┌─ THE INPUT
//! 日志工具模块
//!
//! 提供日志初始化与运行日志文件的辅助函数

use anyhow::Result;
use std::fs;
use tracing::info;
use tracing_subscriber::EnvFilter;

use crate::models::Provider;

/// 初始化 tracing 日志
///
/// `RUST_LOG` 优先；否则默认 info，verbose 时为 debug。
pub fn init(verbose: bool) {
    let default_level = if verbose { "debug" } else { "info" };
    let filter = EnvFilter::try_from_default_env()
        .unwrap_or_else(|_| EnvFilter::new(format!("ragrace_arena={0},ragrace={0},warn", default_level)));

    let _ = tracing_subscriber::fmt()
        .with_env_filter(filter)
        .with_target(false)
        .try_init();
}

/// 初始化运行日志文件，表头记录本次对比的 provider 与页码范围
pub fn init_log_file(log_file_path: &str, providers: &[Provider], page_number: Option<u32>) -> Result<()> {
    let names: Vec<&str> = providers.iter().map(|p| p.display_name()).collect();
    let scope = match page_number {
        Some(page) => format!("第 {} 页", page),
        None => "整份文档".to_string(),
    };
    let log_header = format!(
        "{}\n批量对比日志 - {}\nprovider: {} | 范围: {}\n{}\n\n",
        "=".repeat(60),
        chrono::Local::now().format("%Y-%m-%d %H:%M:%S"),
        names.join(", "),
        scope,
        "=".repeat(60)
    );
    fs::write(log_file_path, log_header)?;
    Ok(())
}

/// 记录程序启动信息
///
/// # 参数
/// - `api_base_url`: 后端地址
/// - `max_concurrent`: 最大并发数
pub fn log_startup(api_base_url: &str, max_concurrent: usize) {
    info!("{}", "=".repeat(60));
    info!("🚀 程序启动 - 批量解析对比模式");
    info!("🌐 后端地址: {}", api_base_url);
    info!("📊 最大并发数: {}", max_concurrent);
    info!("{}", "=".repeat(60));
}

/// 截断长文本用于日志显示
///
/// # 参数
/// - `text`: 原始文本
/// - `max_len`: 最大长度（按字符计）
pub fn truncate_text(text: &str, max_len: usize) -> String {
    if text.chars().count() > max_len {
        text.chars().take(max_len).collect::<String>() + "..."
    } else {
        text.to_string()
    }
}
//! 基准测试结果与数据集表现的数据结构

use chrono::{DateTime, Utc};
use serde::{Deserialize, Serialize};
use serde_json::Value;
use std::collections::BTreeMap;

/// 基准测试运行摘要（列表视图）
#[derive(Debug, Clone, Serialize, Deserialize)]
pub struct RunSummary {
    pub run_id: String,
    pub dataset: String,
    pub split: String,
    pub providers: Vec<String>,
    pub status: String,
    pub num_docs: u32,
    pub num_questions: u32,
    pub started_at: DateTime<Utc>,
    #[serde(default)]
    pub completed_at: Option<DateTime<Utc>>,
    #[serde(default)]
    pub duration_seconds: Option<f64>,
}

/// 单个问题的结果
#[derive(Debug, Clone, Serialize, Deserialize)]
pub struct QuestionResult {
    pub question_id: String,
    pub question: String,
    pub ground_truth: String,
    pub response_answer: String,
    #[serde(default)]
    pub response_context: Vec<String>,
    #[serde(default)]
    pub response_latency_ms: Option<f64>,
    #[serde(default)]
    pub evaluation_scores: BTreeMap<String, Value>,
}

/// provider 在某个文档上的结果
#[derive(Debug, Clone, Serialize, Deserialize)]
pub struct ProviderResult {
    pub provider: String,
    pub status: String,
    #[serde(default)]
    pub error: Option<String>,
    #[serde(default)]
    pub aggregated_scores: BTreeMap<String, Value>,
    #[serde(default)]
    pub duration_seconds: Option<f64>,
    #[serde(default)]
    pub questions: Vec<QuestionResult>,
}

impl ProviderResult {
    pub fn is_success(&self) -> bool {
        self.status.eq_ignore_ascii_case("success")
    }
}

/// 文档及各 provider 的结果
#[derive(Debug, Clone, Serialize, Deserialize)]
pub struct DocumentResult {
    pub doc_id: String,
    pub doc_title: String,
    #[serde(default)]
    pub providers: BTreeMap<String, ProviderResult>,
}

/// 运行详情
#[derive(Debug, Clone, Serialize, Deserialize)]
pub struct RunDetail {
    pub run_id: String,
    pub dataset: String,
    pub split: String,
    pub providers: Vec<String>,
    pub status: String,
    pub num_docs: u32,
    pub num_questions: u32,
    #[serde(default)]
    pub config: BTreeMap<String, Value>,
    #[serde(default)]
    pub started_at: Option<DateTime<Utc>>,
    #[serde(default)]
    pub completed_at: Option<DateTime<Utc>>,
    #[serde(default)]
    pub duration_seconds: Option<f64>,
    #[serde(default)]
    pub error_message: Option<String>,
    #[serde(default)]
    pub documents: Vec<DocumentResult>,
}

/// 数据集信息
#[derive(Debug, Clone, Serialize, Deserialize)]
pub struct DatasetInfo {
    pub name: String,
    pub display_name: String,
    pub description: String,
    pub available_splits: Vec<String>,
    #[serde(default)]
    pub num_documents: Option<u32>,
    pub task_type: String,
}

/// 运行列表响应
#[derive(Debug, Clone, Serialize, Deserialize)]
pub struct ResultsListResponse {
    pub runs: Vec<RunSummary>,
    pub total: u32,
    pub limit: u32,
    pub offset: u32,
}

/// provider 在数据集上的聚合表现
#[derive(Debug, Clone, Serialize, Deserialize)]
pub struct ProviderPerformance {
    pub provider: String,
    pub num_documents: u32,
    pub num_runs: u32,
    #[serde(default)]
    pub aggregated_scores: BTreeMap<String, f64>,
    #[serde(default)]
    pub avg_duration_seconds: Option<f64>,
}

/// 数据集表现汇总
#[derive(Debug, Clone, Serialize, Deserialize)]
pub struct DatasetPerformanceSummary {
    pub dataset_name: String,
    pub total_runs: u32,
    pub total_documents: u32,
    #[serde(default)]
    pub providers: Vec<ProviderPerformance>,
    #[serde(default)]
    pub last_run_date: Option<DateTime<Utc>>,
}

/// provider 在单个文档上的明细
#[derive(Debug, Clone, Serialize, Deserialize)]
pub struct ProviderDocumentDetail {
    pub doc_id: String,
    pub doc_title: String,
    pub run_id: String,
    pub run_date: DateTime<Utc>,
    #[serde(default)]
    pub aggregated_scores: BTreeMap<String, Value>,
    #[serde(default)]
    pub duration_seconds: Option<f64>,
    pub status: String,
}

/// provider 在数据集上的详细结果
#[derive(Debug, Clone, Serialize, Deserialize)]
pub struct ProviderDetailResponse {
    pub dataset_name: String,
    pub provider: String,
    pub total_documents: u32,
    pub total_runs: u32,
    #[serde(default)]
    pub overall_scores: BTreeMap<String, f64>,
    #[serde(default)]
    pub documents: Vec<ProviderDocumentDetail>,
}
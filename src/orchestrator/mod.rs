//! 编排层（Orchestration Layer）
//!
//! ## 职责
//!
//! 批量对比与并发调度，是批量模式的"指挥中心"。
//!
//! ## 模块划分
//!
//! ### `batch_processor` - 批量文档处理器
//! - 管理应用生命周期（初始化、运行）
//! - 扫描 PDF 目录（Vec<PathBuf>）
//! - 控制并发数量（Semaphore）
//! - 输出全局统计信息
//!
//! ### `batch_stats` - 批量统计
//! - 按 provider 统计解析成败
//! - 累计费用，输出批次与最终统计
//!
//! ### `document_processor` - 单个文档处理器
//! - 上传并对比单个 PDF
//! - 写出报告与费用
//! - 追加运行日志摘要
//!
//! ## 层次关系
//!
//! ```text
//! batch_processor (处理 Vec<PathBuf>)
//!     ↓
//! document_processor (处理单个 PDF)
//!     ↓
//! workflow::CompareFlow (逐个 provider 对比)
//!     ↓
//! services (能力层：markdown / cost / output)
//!     ↓
//! clients (后端：ArenaApi)
//! ```

pub mod batch_processor;
pub mod batch_stats;
pub mod document_processor;

pub use batch_processor::App;
pub use batch_stats::{DocumentReport, ProcessingStats, ProviderTally};
pub use document_processor::{process_document, DocumentJob};
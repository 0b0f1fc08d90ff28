//! PDF 解析与对比接口的数据结构

use serde::{Deserialize, Serialize};
use serde_json::Value;
use std::collections::BTreeMap;

use super::battle::BattleMetadata;
use super::provider::Provider;

/// 上传响应
#[derive(Debug, Clone, Serialize, Deserialize)]
pub struct UploadResponse {
    pub file_id: String,
    pub filename: String,
}

#[derive(Debug, Clone, Serialize, Deserialize)]
pub struct PageCountRequest {
    pub file_id: String,
}

/// 页数响应
#[derive(Debug, Clone, Serialize, Deserialize)]
pub struct PageCountResponse {
    pub file_id: String,
    pub page_count: u32,
    pub filename: String,
}

/// 单页解析结果
#[derive(Debug, Clone, Serialize, Deserialize)]
pub struct PageData {
    pub page_number: u32,
    pub markdown: String,
    #[serde(default)]
    pub images: Vec<String>,
    #[serde(default)]
    pub metadata: BTreeMap<String, Value>,
}

/// 单个 provider 的解析结果
#[derive(Debug, Clone, Serialize, Deserialize)]
pub struct ProviderParseResult {
    pub total_pages: u32,
    pub pages: Vec<PageData>,
    pub processing_time: f64,
    #[serde(default)]
    pub usage: BTreeMap<String, Value>,
}

impl ProviderParseResult {
    /// 按页码查找
    pub fn page(&self, page_number: u32) -> Option<&PageData> {
        self.pages.iter().find(|p| p.page_number == page_number)
    }
}

/// 对比请求
#[derive(Debug, Clone, Serialize, Deserialize)]
pub struct ParseCompareRequest {
    pub file_id: String,
    pub providers: Vec<Provider>,
    pub api_keys: BTreeMap<String, String>,
    #[serde(default)]
    pub configs: BTreeMap<String, Value>,
    /// 只解析指定页（从 1 开始），为空时解析整份文档
    #[serde(skip_serializing_if = "Option::is_none")]
    pub page_number: Option<u32>,
    /// 对战模式：后端会分配匿名标签并返回 battle_metadata
    #[serde(default, skip_serializing_if = "std::ops::Not::not")]
    pub battle_mode: bool,
}

/// 对比响应
#[derive(Debug, Clone, Serialize, Deserialize)]
pub struct ParseCompareResponse {
    pub file_id: String,
    pub results: BTreeMap<String, ProviderParseResult>,
    #[serde(default, skip_serializing_if = "Option::is_none")]
    pub battle_metadata: Option<BattleMetadata>,
}

/// 费用计算请求
#[derive(Debug, Clone, Serialize, Deserialize)]
pub struct CostRequest {
    pub file_id: String,
    pub providers: Vec<Provider>,
    #[serde(default)]
    pub configs: BTreeMap<String, Value>,
}

/// 单个 provider 的费用明细
#[derive(Debug, Clone, Serialize, Deserialize, PartialEq)]
pub struct ProviderCost {
    pub provider: String,
    pub credits: f64,
    pub usd_per_credit: f64,
    pub total_usd: f64,
    #[serde(default)]
    pub details: BTreeMap<String, Value>,
}

/// 所有 provider 的费用对比
#[derive(Debug, Clone, Serialize, Deserialize)]
pub struct CostComparisonResponse {
    pub file_id: String,
    pub costs: BTreeMap<String, ProviderCost>,
    pub total_usd: f64,
}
└─
- _PROBLEM STATEMENT_
Scan the records above for the word "BattleMetadata" and return every line where it occurs.

- _YOUR SOLUTION_
use super::battle::BattleMetadata;
    pub battle_metadata: Option<BattleMetadata>,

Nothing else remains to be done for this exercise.